§ Provided records:
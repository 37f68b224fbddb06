//! Method lookup for one receiver class, with the `__callStatic`
//! fallback.

use std::sync::Arc;

use crate::analysis::CallArgs;
use crate::ast::{Argument, Expression, StaticCall};
use crate::context::Context;
use crate::issue::IssueKind;
use crate::ttype::{Atomic, NamedObject, TemplateResult, Union};
use crate::types::MethodId;
use crate::{AnalysisResult, Analyzer, Fatal};

const MAGIC_STATIC_METHOD: &str = "__callStatic";

/// Where a method name landed.
#[derive(Debug)]
pub(crate) enum MethodResolution {
    /// A real method, possibly not visible from the caller.
    ///
    /// `class` is the receiver class after intersection rebinding.  When
    /// the call was redirected to `__callStatic`, `rewritten_args` holds
    /// the `(name, [args])` pair it receives.
    Found {
        method_id: MethodId,
        class: String,
        rewritten_args: Option<CallArgs>,
    },
    /// Served by a `@method static` signature that declares a return
    /// type.  Nothing else is checked.  `method_id` is the `__callStatic`
    /// that backs the signature, since the pseudo method has no storage
    /// in the method table.
    Pseudo { method_id: MethodId, return_type: Union },
    /// Not found.  Any issue has been reported.
    Missing,
}

impl Analyzer {
    pub(crate) fn lookup_static_method(
        &mut self,
        call: &StaticCall,
        fq_class_name: &str,
        method_name: &str,
        intersection_types: &[NamedObject],
        args: &mut CallArgs,
        ctx: &mut Context,
    ) -> AnalysisResult<MethodResolution> {
        let project = Arc::clone(self.project());
        let codebase = &project.codebase;

        let mut class = fq_class_name.to_string();
        let mut method_id = MethodId::new(&class, method_name);

        if !intersection_types.is_empty() && !codebase.method_exists(&method_id) {
            if let Some(other) = intersection_types
                .iter()
                .find(|t| codebase.method_exists(&MethodId::new(&t.name, method_name)))
            {
                tracing::trace!(from = %class, to = %other.name, "method found on intersection type");
                class = other.name.clone();
                method_id = MethodId::new(&class, method_name);
            }
        }

        let lookup = codebase.find_method(&class, method_name);
        let visible = lookup
            .as_ref()
            .is_some_and(|l| codebase.is_method_visible(l, ctx.self_class.as_deref()));
        if let Some(lookup) = &lookup
            && visible
        {
            return Ok(MethodResolution::Found {
                method_id: MethodId::new(&class, lookup.appearing.method()),
                class,
                rewritten_args: None,
            });
        }

        if let Some(magic) = codebase.find_method(&class, MAGIC_STATIC_METHOD) {
            let magic_id = MethodId::new(&class, magic.appearing.method());
            if let Some(pseudo) = codebase.pseudo_static_method(&class, method_name) {
                let mut templates = TemplateResult::new();
                self.check_arguments_against(
                    &pseudo.parameters,
                    args,
                    &mut templates,
                    &method_id.to_string(),
                    call.span,
                    ctx,
                )?;
                if let Some(return_type) = pseudo.return_type {
                    tracing::debug!(method = %method_id, "resolved through @method static");
                    return Ok(MethodResolution::Pseudo {
                        method_id: magic_id,
                        return_type: return_type
                            .replace_template_types(&templates)
                            .flesh_out(&class, &class, None),
                    });
                }
            }

            tracing::debug!(method = %method_id, "redirecting to __callStatic");
            let rewritten_args = self.magic_call_args(&method_id, args, ctx)?;
            return Ok(MethodResolution::Found {
                method_id: magic_id,
                class,
                rewritten_args: Some(rewritten_args),
            });
        }

        if !ctx.check_methods {
            self.analyze_call_args(args, ctx)?;
            return Ok(MethodResolution::Missing);
        }

        match lookup {
            // Exists but is not visible; the visibility check reports it.
            Some(lookup) => Ok(MethodResolution::Found {
                method_id: MethodId::new(&class, lookup.appearing.method()),
                class,
                rewritten_args: None,
            }),
            None => {
                let verdict = self.report(
                    IssueKind::UndefinedMethod,
                    format!("Method {method_id} does not exist"),
                    call.method_span(),
                    ctx,
                );
                self.analyze_call_args(args, ctx)?;
                if verdict.is_fatal() {
                    return Err(Fatal);
                }
                Ok(MethodResolution::Missing)
            }
        }
    }

    /// The arguments `__callStatic` receives for a call to `method_id`:
    /// the `Class::method` string and the list of the original values.
    fn magic_call_args(
        &mut self,
        method_id: &MethodId,
        args: &mut CallArgs,
        ctx: &mut Context,
    ) -> AnalysisResult<CallArgs> {
        let types = self.arg_types(args, ctx)?;
        let mut values: Option<Union> = None;
        for ty in types {
            values = Some(Union::combine_into(values, ty.as_ref().unwrap_or(&Union::mixed())));
        }
        let list_type = match values {
            Some(values) => Union::from_atomic(Atomic::List(Box::new(values))),
            None => Union::from_atomic(Atomic::Array {
                key: Box::new(Union::mixed()),
                value: Box::new(Union::mixed()),
            }),
        };

        let name = Union::from_atomic(Atomic::LiteralString(method_id.to_string()));
        let items = args.args().iter().map(|a| a.value.clone()).collect();
        Ok(CallArgs::with_types(
            vec![
                Argument::positional(Expression::Literal(name.clone())),
                Argument::positional(Expression::Array(items)),
            ],
            vec![Some(name), Some(list_type)],
        ))
    }
}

§ Exercise requirements:
Return every line of the material in which the word "verdict" is found.

§ Output below:
                let verdict = self.report(
                if verdict.is_fatal() {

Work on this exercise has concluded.